I discover I have a bacterial infection in my foot, and I was given antibiotics for treatment, however, that was news that was bad, but not the news that knocked my socks off. I got news from my PCP that my cholesterol was good, my kidneys appeared in good shape, the same with my liver, my blood sugar was slightly higher than expected, putting me inline to be on the verge of a pre-diabetic.

I had already virtually cut all sugar out of my diet, but that made we REALLY say that is it, sugary foods, fatty foods, excessive carbs they are out people.

I had lost some more weight from my previous visit over a week ago, so that brightened my mood as it became a realization that if you eat right and exercise the weight will come off. However, it was what my doctor told me last that worried me: your White Blood Cell count is extremely low. My first reaction was what does that mean? The doctor explained it could be a number of things, but most likely it was genetic. However, that was not a satisfying answer because that is the first time I was told my WBC count was lower than average and I’ve been to the doctor countless times in recent years and I have had blood drawn.

I know your White Blood Cells are crucial to fighting off infections and viruses and also critical to healing the body when injured. So if my WBC are low there has to be a potential reason. The doctor explained we’re going to heavily monitor the situation to ensure it doesn’t become more serious, but his tone conveyed worry for me. And then comes what I didn’t want to hear: more tests. I have literally been poked with more needles and had so much blood drawn in the past month I have lost count.

However, I know from research and speaking to people, a low White Blood Cell count can be signs of possible cancer, leukemia, anemia, sickle cell and bone marrow issues. That dread immediately struck me down my shoulder as the doctor reiterated that my Uric Acid level was explicitly high, my body is producing it more than it should and it is not eliminating it at a normal pace.

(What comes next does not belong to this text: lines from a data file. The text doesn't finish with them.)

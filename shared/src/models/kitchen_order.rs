//! Kitchen Order Ticket Model (KOT)

use serde::{Deserialize, Serialize};

/// Ticket status; absent in storage means Active
#[derive(Debug, Clone, Copy, PartialEq, Eq, Hash, Serialize, Deserialize)]
#[serde(rename_all = "lowercase")]
pub enum TicketStatus {
    Prepared,
    Served,
}

/// Kitchen ticket line
#[derive(Debug, Clone, PartialEq, Serialize, Deserialize)]
#[serde(rename_all = "camelCase")]
pub struct KitchenLine {
    pub name: String,
    #[serde(default, skip_serializing_if = "Option::is_none")]
    pub name_local: Option<String>,
    pub quantity: i32,
    pub timestamp: i64,
}

/// Kitchen ticket (`orders`)
#[derive(Debug, Clone, PartialEq, Serialize, Deserialize)]
#[serde(rename_all = "camelCase")]
pub struct KitchenOrder {
    pub table: String,
    pub items: Vec<KitchenLine>,
    #[serde(default, skip_serializing_if = "Option::is_none")]
    pub status: Option<TicketStatus>,
    pub created_at: i64,
    #[serde(default, skip_serializing_if = "Option::is_none")]
    pub updated_at: Option<i64>,
}

impl KitchenOrder {
    /// 厨房看板上显示：既未 prepared 也未 served
    pub fn is_active(&self) -> bool {
        self.status.is_none()
    }

    pub fn is_ready(&self) -> bool {
        self.status == Some(TicketStatus::Prepared)
    }
}

#[cfg(test)]
mod tests {
    use super::*;

    #[test]
    fn test_missing_status_is_active() {
        let t: KitchenOrder =
            serde_json::from_str(r#"{"table":"5","items":[],"createdAt":1}"#).unwrap();
        assert!(t.is_active());
        assert!(!t.is_ready());

        let json = serde_json::to_value(&t).unwrap();
        assert!(json.get("status").is_none());
    }

    #[test]
    fn test_status_lowercase() {
        let t: KitchenOrder = serde_json::from_str(
            r#"{"table":"5","items":[],"createdAt":1,"status":"prepared"}"#,
        )
        .unwrap();
        assert!(t.is_ready());
    }
}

They were trying to control that number to get it back to a rate lower than 4, I was at a 10. That build up in the body is not good.

However, with my White Blood Count being so low there is a concern that cancer or leukemia could be present in the body so tests are being done to examine just that. Hearing the word cancer or leukemia is scary as hell. That is probably one of the reasons I hate going to the doctor because I fear receiving bad news and that is what transpired. I guess it is indeed better to know than to not know.

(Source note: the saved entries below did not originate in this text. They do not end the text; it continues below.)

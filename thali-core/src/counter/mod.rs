//! Counter flow (takeaway / counter service)
//!
//! - [`orders`] - 下单、删项、取消、结单、重打
//! - [`running`] - 进行中取号视图、热门商品汇总
//! - [`catalog`] - 柜台商品维护与编码搜索
//! - [`cleanup`] - 每日清理进行中取号

pub mod catalog;
pub mod cleanup;
pub mod orders;
pub mod running;

pub use catalog::CounterCatalog;
pub use cleanup::{CleanupOutcome, DailyCleanup};
pub use orders::{CancelledCoupon, CartItem, CounterOrders, PlaceOrder, PlacedOrder};
pub use running::{ItemQuantity, RunningCoupons, TopItemSummary};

It wasn’t 100 percent confirmed, but the doctor stating that news freaked me out; it scared me and now it’s a waiting game yet again to get test results to know exactly what is going on with my body. My low WBC explains why my body is not quickly healing from several injuries as of late, how if I get infection or illness it seems to take longer to heal than the average person, and it also makes me more susceptible to serious viruses, illnesses and cancers people.

I know people who have been told they have cancer and the thought of having to grapple with the notion that you could literally be fighting for your life is daunting. You don’t know how serious the cancer or illness has progressed. You don’t know rather chemotherapy or radiation or a combination of both will do the job and eliminate the cancer. You then don’t know if the cancer has progressed to a state where no matter what you do you’re facing a death sentence. I almost feel like this is karma for not being more empathetic to family members who have endured various forms of cancer and survived.

I’m scared, I’m nervous and coming to a realization, all these things in life that I have been so focused on: work, family, money, none of it matters if I don’t have my health. You can be healthy one moment and the next moment you receive news where your life is completely upended people and you discover all is about to change. Are you ready for the battle, are you going to fight, are you going to give up or are you going to push through against unsurmountable odds and prove that you stronger that you appear. It looks like I am about to find out.